«Un hombre tenía dos hijos. Se acercó al primero y le dijo: «Hijo, ve hoy a trabajar en la viña». Él le contestó: «No quiero.» Pero después se arrepintió y fue. Se acercó al segundo y le dijo lo mismo. Él le contesto: «Voy, señor.» Pero no fue: ¿Quién de los dos hizo lo que quería el padre?»
En la vida de los hombres se repite constantemente la escena que nos presenta hoy Jesús. Muchos han recibido el Mensaje del Evangelio, dicen creer, pero en la práctica no siguen su enseñanza. Otros, van por la vida dando tumbos, alejados cada vez más del camino de la salvación y, sin embargo, ante una llamada de Dios, un toque de su Espíritu, responden con una intensidad mayor que aquellos que han perseverado muchos años en el seguimiento del Señor llevando una vida tibia.
Obediencia por amor
Y es que el principal ingrediente de la obediencia es el amor. Cristo nos da un hermoso ejemplo de obediencia al Padre por amor. Este es precisamente el sentido de la obediencia cristiana: la que se debe a Dios, la que debemos prestar al Magisterio de la Iglesia, a los padres, a los diversos superiores, la que de un modo u otro rige la vida profesional y social. Dios no quiere servidores de mala gana, sino hijos que quieran cumplir su voluntad con alegría, que le obedezcan.
Para quien quiere seguir a Cristo, la ley no es pesada. Sólo se convierte en una carga si no se acierta a ver en ella la llamada de Jesús o no se tienen ganas de seguir esa llamada. Por lo tanto, si la ley resulta a veces pesada, puede ser que haya que mejorar, no tanto la ley, sino nuestro interés de seguir a Jesús. “Si me amáis guardaréis mis mandamientos” (Jn 14, 15). Por esto es por lo que obedecemos a Dios y al Magisterio de la Iglesia.
Arrepentimiento y penitencia
Nuestro Señor les recrimina su conducta a los sumos sacerdotes y a los ancianos del pueblo, que aparecían como los más obedientes a la Ley de Dios y, por tanto, los más cercanos al Reino de los Cielos. Les señala un aspecto esencial en la postura del pecador -es decir, de todo hombre- ante Dios: los publicanos, cuya conversión os parece imposible por su conducta están más cerca de Dios que vosotros, los buenos, los piadosos. Porque los publicanos y las prostitutas dijeron que no, pero luego se arrepintieron y han hecho penitencia.

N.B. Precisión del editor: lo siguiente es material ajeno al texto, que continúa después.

//! The address-keyed device inventory.
//!
//! Every stage of the pipeline reads and writes devices through
//! [`Inventory`]. It admits only addressed observations, holds at most one
//! [`Record`] per address and iterates in address order, which is also the
//! presentation order.

use std::collections::BTreeMap;
use std::net::IpAddr;

use serde::Serialize;

use crate::error::{Result, SentinelError};
use crate::types::{Observation, Record};

/// What happened to a single observation fed to the inventory.
#[derive(Debug, Clone, Copy, PartialEq, Eq)]
pub enum MergeOutcome {
    /// First sighting of this address; a new record was created.
    Inserted,
    /// Merged into an existing record.
    Merged,
    /// No address, so it cannot be merged.
    Discarded,
}

/// Tally of a batch merge.
#[derive(Debug, Default, Clone, Copy, PartialEq, Eq, Serialize)]
pub struct MergeStats {
    pub inserted: usize,
    pub merged: usize,
    pub discarded: usize,
}

#[derive(Debug, Default, Clone, PartialEq, Serialize)]
#[serde(transparent)]
pub struct Inventory {
    records: BTreeMap<IpAddr, Record>,
}

impl Inventory {
    pub fn new() -> Self {
        Self::default()
    }

    /// Merge one observation by address.
    pub fn observe(&mut self, obs: &Observation) -> MergeOutcome {
        let Some(address) = obs.address else {
            return MergeOutcome::Discarded;
        };
        match self.records.get_mut(&address) {
            Some(existing) => {
                existing.absorb(obs);
                MergeOutcome::Merged
            }
            None => match Record::from_observation(obs) {
                Some(record) => {
                    self.records.insert(address, record);
                    MergeOutcome::Inserted
                }
                None => MergeOutcome::Discarded,
            },
        }
    }

    /// Merge a whole batch of observations.
    ///
    /// The batch is sorted into canonical order first, so the resulting
    /// records do not depend on the order or grouping in which sightings
    /// arrived.
    pub fn merge_all(&mut self, mut observations: Vec<Observation>) -> MergeStats {
        observations.sort();
        let mut stats = MergeStats::default();
        for obs in &observations {
            match self.observe(obs) {
                MergeOutcome::Inserted => stats.inserted += 1,
                MergeOutcome::Merged => stats.merged += 1,
                MergeOutcome::Discarded => {
                    tracing::debug!(
                        technique = %obs.technique,
                        hostname = ?obs.hostname,
                        hardware_address = ?obs.hardware_address,
                        "Discarding observation without address"
                    );
                    stats.discarded += 1;
                }
            }
        }
        stats
    }

    /// Write back a record produced by a worker from a snapshot.
    ///
    /// The record must already exist. Provenance of the stored record is
    /// unioned in so `source_protocols` can only grow.
    pub fn update(&mut self, mut record: Record) -> Result<()> {
        let existing = self
            .records
            .get_mut(&record.address)
            .ok_or(SentinelError::UnknownAddress(record.address))?;
        record.union_protocols(existing);
        record.touch(existing.last_seen);
        *existing = record;
        Ok(())
    }

    pub fn get(&self, address: &IpAddr) -> Option<&Record> {
        self.records.get(address)
    }

    pub fn records(&self) -> impl Iterator<Item = &Record> {
        self.records.values()
    }

    pub fn len(&self) -> usize {
        self.records.len()
    }

    pub fn is_empty(&self) -> bool {
        self.records.is_empty()
    }

    /// Consume the inventory into records sorted by address.
    pub fn into_sorted(self) -> Vec<Record> {
        self.records.into_values().collect()
    }
}
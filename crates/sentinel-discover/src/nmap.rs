//! Nmap process wrapper.
//!
//! Executes nmap as a child process and parses the XML output into typed
//! Rust structs. Used by the address sweep source and the service
//! fingerprinter.

use std::time::{Duration, Instant};

use crate::command;
use crate::config::ScanProfile;
use crate::error::Result;
use crate::nmap_xml::{self, NmapRun};

/// Result of a single nmap execution.
pub struct ScanResult {
    /// Parsed nmap XML output.
    pub nmap_run: NmapRun,
    /// Wall-clock duration of the scan.
    pub duration: Duration,
}

/// Wrapper around the nmap binary.
#[derive(Debug, Clone)]
pub struct NmapScanner {
    nmap_path: String,
}

impl NmapScanner {
    pub fn new(nmap_path: &str) -> Self {
        Self {
            nmap_path: nmap_path.to_string(),
        }
    }

    /// Verify nmap is installed and accessible.
    pub async fn verify_installation(&self) -> Result<String> {
        let output =
            command::run_checked(&self.nmap_path, &["--version"], Duration::from_secs(10)).await?;
        Ok(String::from_utf8_lossy(&output.stdout).to_string())
    }

    /// Run nmap against `target` with `profile`, bounded by `limit`.
    ///
    /// Nmap is invoked with `-oX -` to write XML to stdout and is killed if
    /// it outlives the limit.
    pub async fn scan(&self, target: &str, profile: &ScanProfile, limit: Duration) -> Result<ScanResult> {
        let start = Instant::now();

        tracing::debug!(target = %target, profile = ?profile, "Starting nmap scan");

        let mut args: Vec<&str> = profile.nmap_flags();
        args.extend(["-oX", "-", "--noninteractive", target]);

        let output = command::run_checked(&self.nmap_path, &args, limit).await?;
        let duration = start.elapsed();

        let nmap_run = nmap_xml::parse_nmap_xml(&output.stdout)?;

        tracing::debug!(
            target = %target,
            hosts_up = nmap_run.hosts.iter().filter(|h| h.is_up()).count(),
            duration_ms = duration.as_millis(),
            "Nmap scan complete"
        );

        Ok(ScanResult {
            nmap_run,
            duration,
        })
    }
}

Jesús siempre nos ofrece el perdón, pero es necesario el arrepentimiento, la conversión y la reparación (penitencia). No basta decir que la misericordia de Dios es infinita, que los últimos serán los primeros… Es necesario también, por parte del pecador, el cambio de vida -el «no vuelvas a pecar», con que Jesús reconvino a María Magdalena- y el reparar por la ofensa hecha a Dios y al prójimo con nuestro pecado.
Los hijos que no menciona el Evangelio
El Evangelio habla de dos hijos: el primer hijo dice no, pero después hace lo que se le ordena. El segundo dice sí, pero no cumple la voluntad del padre. Pero sucede que hay un tercero que no se menciona: el que, dice “sí” y hace lo que se le ordena: Jesucristo. Y este “sí”, no solamente lo pronunció, sino que también lo cumplió y lo sufrió hasta en la muerte. Jesús ha cumplido la voluntad del Padre en humildad y obediencia, ha muerto en la cruz por nosotros y nos ha redimido de nuestra soberbia y obstinación. Y lo que decimos de Jesús, perfectamente se puede aplicar a su Santísima Madre, María. Abierta a la fuerza del Espíritu Santo que la invadió, respondió: sí, ‘fiat’ (= hágase) y permaneció en ese ‘fiat’ toda su vida hasta desembocar en la trágica tarde del Calvario, donde padeció con Jesús dolores inmensos, estando de pie junto a la Cruz.
Preguntémonos: ¿Con cuál de los hijos me identifico? ¿Y cuál de los hijos quiero ser? y reflexionemos en cómo es nuestra relación personal con Dios en la oración, en la participación en la Misa dominical, en la profundización de la fe mediante la meditación de la Sagrada Escritura y el estudio del Catecismo de la Iglesia Católica, que son los medios que nos capacitarán para escuchar y cumplir la voluntad de Dios y perseverar en fidelidad.